> TO DO: Wherever the string "PartialEq" shows up in the records below, return that line.

[[ RECORDS FOR THIS TASK, beginning ]]

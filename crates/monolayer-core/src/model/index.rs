use serde::{Deserialize, Serialize};
use std::fmt;

/// Index access method
#[derive(Debug, Clone, Copy, PartialEq, Eq, Hash, Default, Serialize, Deserialize)]
#[serde(rename_all = "snake_case")]
pub enum IndexMethod {
    #[default]
    Btree,
    Hash,
    Gist,
    Gin,
    Brin,
    Spgist,
}

impl fmt::Display for IndexMethod {
    fn fmt(&self, f: &mut fmt::Formatter<'_>) -> fmt::Result {
        let s = match self {
            IndexMethod::Btree => "btree",
            IndexMethod::Hash => "hash",
            IndexMethod::Gist => "gist",
            IndexMethod::Gin => "gin",
            IndexMethod::Brin => "brin",
            IndexMethod::Spgist => "spgist",
        };
        write!(f, "{}", s)
    }
}

/// Comparison operator of a partial-index predicate
#[derive(Debug, Clone, Copy, PartialEq, Eq, Hash, Serialize, Deserialize)]
#[serde(rename_all = "snake_case")]
pub enum ComparisonOperator {
    Eq,
    NotEq,
    Lt,
    LtEq,
    Gt,
    GtEq,
    IsNull,
    IsNotNull,
}

impl ComparisonOperator {
    /// Whether the operator takes a right-hand value
    pub fn is_binary(&self) -> bool {
        !matches!(self, ComparisonOperator::IsNull | ComparisonOperator::IsNotNull)
    }
}

impl fmt::Display for ComparisonOperator {
    fn fmt(&self, f: &mut fmt::Formatter<'_>) -> fmt::Result {
        let s = match self {
            ComparisonOperator::Eq => "=",
            ComparisonOperator::NotEq => "<>",
            ComparisonOperator::Lt => "<",
            ComparisonOperator::LtEq => "<=",
            ComparisonOperator::Gt => ">",
            ComparisonOperator::GtEq => ">=",
            ComparisonOperator::IsNull => "IS NULL",
            ComparisonOperator::IsNotNull => "IS NOT NULL",
        };
        write!(f, "{}", s)
    }
}

/// One clause of a partial-index `WHERE` conjunction
#[derive(Debug, Clone, PartialEq, Eq, Hash, Serialize, Deserialize)]
pub struct Predicate {
    pub column: String,
    pub operator: ComparisonOperator,
    /// Right-hand SQL literal; ignored for `IS [NOT] NULL`
    #[serde(default)]
    pub value: Option<String>,
}

impl Predicate {
    pub fn new(
        column: impl Into<String>,
        operator: ComparisonOperator,
        value: impl Into<String>,
    ) -> Self {
        Self {
            column: column.into(),
            operator,
            value: Some(value.into()),
        }
    }

    pub fn is_null(column: impl Into<String>) -> Self {
        Self {
            column: column.into(),
            operator: ComparisonOperator::IsNull,
            value: None,
        }
    }

    pub fn is_not_null(column: impl Into<String>) -> Self {
        Self {
            column: column.into(),
            operator: ComparisonOperator::IsNotNull,
            value: None,
        }
    }
}

impl fmt::Display for Predicate {
    fn fmt(&self, f: &mut fmt::Formatter<'_>) -> fmt::Result {
        match (&self.value, self.operator.is_binary()) {
            (Some(value), true) => write!(f, "\"{}\" {} {}", self.column, self.operator, value),
            _ => write!(f, "\"{}\" {}", self.column, self.operator),
        }
    }
}

fn default_nulls_distinct() -> bool {
    true
}

/// Table index
#[derive(Debug, Clone, PartialEq, Eq, Hash, Serialize, Deserialize)]
pub struct Index {
    pub columns: Vec<String>,
    #[serde(default)]
    pub predicates: Vec<Predicate>,
    #[serde(default)]
    pub unique: bool,
    #[serde(default = "default_nulls_distinct")]
    pub nulls_distinct: bool,
    #[serde(default)]
    pub method: IndexMethod,
}

impl Index {
    pub fn new<I, S>(columns: I) -> Self
    where
        I: IntoIterator<Item = S>,
        S: Into<String>,
    {
        Self {
            columns: columns.into_iter().map(Into::into).collect(),
            predicates: Vec::new(),
            unique: false,
            nulls_distinct: true,
            method: IndexMethod::Btree,
        }
    }

    pub fn unique(mut self) -> Self {
        self.unique = true;
        self
    }

    pub fn nulls_not_distinct(mut self) -> Self {
        self.nulls_distinct = false;
        self
    }

    pub fn using(mut self, method: IndexMethod) -> Self {
        self.method = method;
        self
    }

    pub fn where_clause(mut self, predicate: Predicate) -> Self {
        self.predicates.push(predicate);
        self
    }

    /// Every column the index mentions, key columns first
    pub fn referenced_columns(&self) -> impl Iterator<Item = &String> {
        self.columns
            .iter()
            .chain(self.predicates.iter().map(|p| &p.column))
    }
}

#[cfg(test)]
mod tests {
    use super::*;

    #[test]
    fn test_predicate_display() {
        let p = Predicate::new("status", ComparisonOperator::Eq, "'active'");
        assert_eq!(p.to_string(), "\"status\" = 'active'");
        assert_eq!(
            Predicate::is_not_null("deleted_at").to_string(),
            "\"deleted_at\" IS NOT NULL"
        );
    }

    #[test]
    fn test_index_builder() {
        let idx = Index::new(["email"])
            .unique()
            .using(IndexMethod::Hash)
            .where_clause(Predicate::is_null("deleted_at"));
        assert!(idx.unique);
        assert_eq!(idx.method, IndexMethod::Hash);
        let cols: Vec<&String> = idx.referenced_columns().collect();
        assert_eq!(cols, vec!["email", "deleted_at"]);
    }
}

[[ RECORDS FOR THIS TASK, end ]]

> EXERCISE SOLUTION:
#[derive(Debug, Clone, Copy, PartialEq, Eq, Hash, Default, Serialize, Deserialize)]
#[derive(Debug, Clone, Copy, PartialEq, Eq, Hash, Serialize, Deserialize)]
#[derive(Debug, Clone, PartialEq, Eq, Hash, Serialize, Deserialize)]
#[derive(Debug, Clone, PartialEq, Eq, Hash, Serialize, Deserialize)]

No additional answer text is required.